Find each line below that includes "loading", then copy it.
═══
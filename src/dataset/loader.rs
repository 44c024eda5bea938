//! Dataset loading
//!
//! Two training input formats are accepted: self-describing ARFF
//! (attribute kinds declared inline) and plain delimited text with a
//! header row, for which kinds are inferred. A column is numeric when
//! every non-empty value parses as a number; otherwise it is
//! categorical with its domain in first-seen order.

use std::fs::File;
use std::io::{BufRead, BufReader};
use std::path::Path;

use ndarray::Array2;
use tracing::debug;

use crate::error::{ModelyardError, Result};
use crate::schema::{AttributeDescriptor, AttributeKind, AttributeSchema};

use super::Dataset;

/// Parses a tabular source into rows conforming to a schema.
pub struct DatasetLoader;

impl DatasetLoader {
    /// Load a dataset from a file, sniffing ARFF vs. delimited text.
    /// `class_index` overrides the last-column default when given.
    pub fn load(path: &Path, class_index: Option<usize>) -> Result<Dataset> {
        let file = File::open(path).map_err(|e| {
            ModelyardError::Dataset(format!("cannot open {}: {}", path.display(), e))
        })?;
        let reader = BufReader::new(file);
        let lines: Vec<String> = reader
            .lines()
            .collect::<std::io::Result<_>>()
            .map_err(|e| ModelyardError::Dataset(e.to_string()))?;

        let first = lines
            .iter()
            .map(|l| l.trim())
            .find(|l| !l.is_empty() && !l.starts_with('%'));
        match first {
            None => Err(ModelyardError::Dataset(format!(
                "empty dataset source: {}",
                path.display()
            ))),
            Some(l) if l.to_ascii_lowercase().starts_with("@relation") => {
                debug!(path = %path.display(), "loading ARFF dataset");
                Self::parse_arff(&lines, class_index)
            }
            Some(_) => {
                debug!(path = %path.display(), "loading delimited dataset");
                Self::parse_delimited(path, class_index)
            }
        }
    }

    fn parse_arff(lines: &[String], class_index: Option<usize>) -> Result<Dataset> {
        let mut relation = String::from("unnamed");
        let mut attributes: Vec<AttributeDescriptor> = Vec::new();
        let mut data_lines: Vec<&str> = Vec::new();
        let mut in_data = false;

        for raw in lines {
            let line = raw.trim();
            if line.is_empty() || line.starts_with('%') {
                continue;
            }
            if in_data {
                data_lines.push(line);
                continue;
            }
            let lower = line.to_ascii_lowercase();
            if lower.starts_with("@relation") {
                relation = unquote(line["@relation".len()..].trim()).to_string();
            } else if lower.starts_with("@attribute") {
                let decl = line["@attribute".len()..].trim();
                attributes.push(Self::parse_arff_attribute(decl, attributes.len())?);
            } else if lower.starts_with("@data") {
                in_data = true;
            }
        }

        let schema = AttributeSchema::new(relation, attributes, class_index)?;
        if data_lines.is_empty() {
            return Err(ModelyardError::Dataset(
                "ARFF source declares no data rows".to_string(),
            ));
        }

        let n_cols = schema.len();
        let mut values = Vec::with_capacity(data_lines.len() * n_cols);
        for line in &data_lines {
            let cells = split_csv_line(line);
            if cells.len() != n_cols {
                return Err(ModelyardError::Dataset(format!(
                    "row has {} values, schema declares {} attributes: {}",
                    cells.len(),
                    n_cols,
                    line
                )));
            }
            for (col, cell) in cells.iter().enumerate() {
                values.push(Self::encode_value(cell, &schema.attributes()[col])?);
            }
        }

        let rows = Array2::from_shape_vec((data_lines.len(), n_cols), values)
            .map_err(|e| ModelyardError::Dataset(e.to_string()))?;
        Dataset::new(schema, rows)
    }

    fn parse_arff_attribute(decl: &str, index: usize) -> Result<AttributeDescriptor> {
        let (name, spec) = if let Some(stripped) = decl.strip_prefix('\'') {
            let end = stripped.find('\'').ok_or_else(|| {
                ModelyardError::Dataset(format!("unterminated attribute name: {}", decl))
            })?;
            (stripped[..end].to_string(), stripped[end + 1..].trim())
        } else {
            let mut parts = decl.splitn(2, char::is_whitespace);
            let name = parts.next().unwrap_or_default().to_string();
            (name, parts.next().unwrap_or_default().trim())
        };

        if name.is_empty() || spec.is_empty() {
            return Err(ModelyardError::Dataset(format!(
                "malformed @attribute declaration: {}",
                decl
            )));
        }

        let kind = if spec.starts_with('{') {
            let inner = spec
                .trim_start_matches('{')
                .trim_end_matches('}')
                .trim();
            let domain: Vec<String> = split_csv_line(inner)
                .into_iter()
                .map(|v| unquote(&v).to_string())
                .collect();
            if domain.is_empty() {
                return Err(ModelyardError::Dataset(format!(
                    "categorical attribute '{}' has an empty domain",
                    name
                )));
            }
            AttributeKind::Categorical { domain }
        } else {
            match spec.to_ascii_lowercase().as_str() {
                "numeric" | "real" | "integer" => AttributeKind::Numeric,
                other => {
                    return Err(ModelyardError::Dataset(format!(
                        "unsupported attribute type '{}' for '{}'",
                        other, name
                    )))
                }
            }
        };

        Ok(AttributeDescriptor { name, kind, index })
    }

    fn parse_delimited(path: &Path, class_index: Option<usize>) -> Result<Dataset> {
        let mut reader = csv::ReaderBuilder::new()
            .has_headers(true)
            .trim(csv::Trim::All)
            .from_path(path)
            .map_err(|e| ModelyardError::Dataset(e.to_string()))?;

        let header: Vec<String> = reader
            .headers()
            .map_err(|e| ModelyardError::Dataset(e.to_string()))?
            .iter()
            .map(|h| h.to_string())
            .collect();
        if header.len() < 2 {
            return Err(ModelyardError::Dataset(format!(
                "need at least one feature and one class column, header has {}",
                header.len()
            )));
        }

        let mut records: Vec<Vec<String>> = Vec::new();
        for record in reader.records() {
            let record = record.map_err(|e| ModelyardError::Dataset(e.to_string()))?;
            if record.len() != header.len() {
                return Err(ModelyardError::Dataset(format!(
                    "row {} has {} values, header declares {}",
                    records.len() + 1,
                    record.len(),
                    header.len()
                )));
            }
            records.push(record.iter().map(|c| c.to_string()).collect());
        }
        if records.is_empty() {
            return Err(ModelyardError::Dataset(format!(
                "no data rows in {}",
                path.display()
            )));
        }

        // Infer each column's kind from the observed values.
        let mut attributes = Vec::with_capacity(header.len());
        for (col, name) in header.iter().enumerate() {
            let numeric = records.iter().all(|row| {
                let cell = &row[col];
                is_missing(cell) || cell.parse::<f64>().is_ok()
            });
            let kind = if numeric {
                AttributeKind::Numeric
            } else {
                let mut domain: Vec<String> = Vec::new();
                for row in &records {
                    let cell = &row[col];
                    if !is_missing(cell) && !domain.iter().any(|v| v == cell) {
                        domain.push(cell.clone());
                    }
                }
                AttributeKind::Categorical { domain }
            };
            attributes.push(AttributeDescriptor {
                name: name.clone(),
                kind,
                index: col,
            });
        }

        let relation = path
            .file_stem()
            .map(|s| s.to_string_lossy().to_string())
            .unwrap_or_else(|| "dataset".to_string());
        let schema = AttributeSchema::new(relation, attributes, class_index)?;

        let n_cols = schema.len();
        let mut values = Vec::with_capacity(records.len() * n_cols);
        for row in &records {
            for (col, cell) in row.iter().enumerate() {
                values.push(Self::encode_value(cell, &schema.attributes()[col])?);
            }
        }
        let rows = Array2::from_shape_vec((records.len(), n_cols), values)
            .map_err(|e| ModelyardError::Dataset(e.to_string()))?;
        Dataset::new(schema, rows)
    }

    /// Encode one cell against its descriptor: raw number, domain index,
    /// or NaN for missing.
    fn encode_value(cell: &str, attr: &AttributeDescriptor) -> Result<f64> {
        let cell = unquote(cell.trim());
        if is_missing(cell) {
            return Ok(f64::NAN);
        }
        match &attr.kind {
            AttributeKind::Numeric => cell.parse::<f64>().map_err(|_| {
                ModelyardError::Dataset(format!(
                    "value '{}' is not numeric for attribute '{}'",
                    cell, attr.name
                ))
            }),
            AttributeKind::Categorical { domain } => domain
                .iter()
                .position(|v| v == cell)
                .map(|i| i as f64)
                .ok_or_else(|| {
                    ModelyardError::Dataset(format!(
                        "value '{}' not in domain of attribute '{}'",
                        cell, attr.name
                    ))
                }),
        }
    }
}

fn is_missing(cell: &str) -> bool {
    cell.is_empty() || cell == "?"
}

fn unquote(s: &str) -> &str {
    let s = s.trim();
    if s.len() >= 2
        && ((s.starts_with('\'') && s.ends_with('\'')) || (s.starts_with('"') && s.ends_with('"')))
    {
        &s[1..s.len() - 1]
    } else {
        s
    }
}

/// Split on commas outside quotes, so quoted nominal values may contain
/// commas.
fn split_csv_line(line: &str) -> Vec<String> {
    let mut cells = Vec::new();
    let mut current = String::new();
    let mut quote: Option<char> = None;
    for c in line.chars() {
        match quote {
            Some(q) => {
                if c == q {
                    quote = None;
                }
                current.push(c);
            }
            None => match c {
                '\'' | '"' => {
                    quote = Some(c);
                    current.push(c);
                }
                ',' => {
                    cells.push(current.trim().to_string());
                    current.clear();
                }
                _ => current.push(c),
            },
        }
    }
    cells.push(current.trim().to_string());
    cells
}

#[cfg(test)]
mod tests {
    use super::*;
    use std::io::Write;
    use tempfile::NamedTempFile;

    fn write_temp(contents: &str) -> NamedTempFile {
        let mut file = NamedTempFile::new().unwrap();
        write!(file, "{}", contents).unwrap();
        file
    }

    #[test]
    fn test_load_arff() {
        let file = write_temp(
            "@relation risk\n\
             @attribute age numeric\n\
             @attribute risk {low,medium,high}\n\
             @data\n\
             25,medium\n\
             45,low\n\
             ?,high\n",
        );
        let data = DatasetLoader::load(file.path(), None).unwrap();
        assert_eq!(data.schema().relation(), "risk");
        assert_eq!(data.n_rows(), 3);
        assert_eq!(data.row(0)[1], 1.0);
        assert!(data.row(2)[0].is_nan());
    }

    #[test]
    fn test_load_csv_infers_kinds() {
        let file = write_temp("age,income,risk\n25,30000,medium\n45,80000,low\n35,45000,high\n");
        let data = DatasetLoader::load(file.path(), None).unwrap();
        assert!(data.schema().attributes()[0].kind.is_numeric());
        assert!(data.schema().attributes()[2].kind.is_categorical());
        // Domain in first-seen order
        assert_eq!(
            data.schema().class_labels().unwrap(),
            &["medium".to_string(), "low".to_string(), "high".to_string()]
        );
    }

    #[test]
    fn test_arff_quoted_values_with_commas() {
        let file = write_temp(
            "@relation cities\n\
             @attribute city {'new york, ny','boston, ma'}\n\
             @attribute class {yes,no}\n\
             @data\n\
             'new york, ny',yes\n\
             'boston, ma',no\n",
        );
        let data = DatasetLoader::load(file.path(), None).unwrap();
        let attr = &data.schema().attributes()[0];
        assert_eq!(attr.domain_index("new york, ny"), Some(0));
        assert_eq!(attr.domain_index("boston, ma"), Some(1));
        assert_eq!(data.row(1)[0], 1.0);
    }

    #[test]
    fn test_csv_class_index_override() {
        let file = write_temp("label,x\nyes,1\nno,2\n");
        let data = DatasetLoader::load(file.path(), Some(0)).unwrap();
        assert_eq!(data.schema().class_attribute().name, "label");
    }

    #[test]
    fn test_empty_source_rejected() {
        let file = write_temp("");
        assert!(DatasetLoader::load(file.path(), None).is_err());
    }

    #[test]
    fn test_zero_rows_rejected() {
        let file = write_temp("a,b\n");
        assert!(DatasetLoader::load(file.path(), None).is_err());
    }

    #[test]
    fn test_single_column_rejected() {
        let file = write_temp("only\n1\n2\n");
        assert!(DatasetLoader::load(file.path(), None).is_err());
    }

    #[test]
    fn test_arff_written_by_dataset_reloads() {
        let file = write_temp("age,risk\n25,medium\n45,low\n");
        let data = DatasetLoader::load(file.path(), None).unwrap();
        let round = write_temp(&data.to_arff());
        let reloaded = DatasetLoader::load(round.path(), None).unwrap();
        assert_eq!(reloaded.schema(), data.schema());
        assert_eq!(reloaded.n_rows(), 2);
    }
}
═══
RESULT:
//! Dataset loading
                debug!(path = %path.display(), "loading ARFF dataset");
                debug!(path = %path.display(), "loading delimited dataset");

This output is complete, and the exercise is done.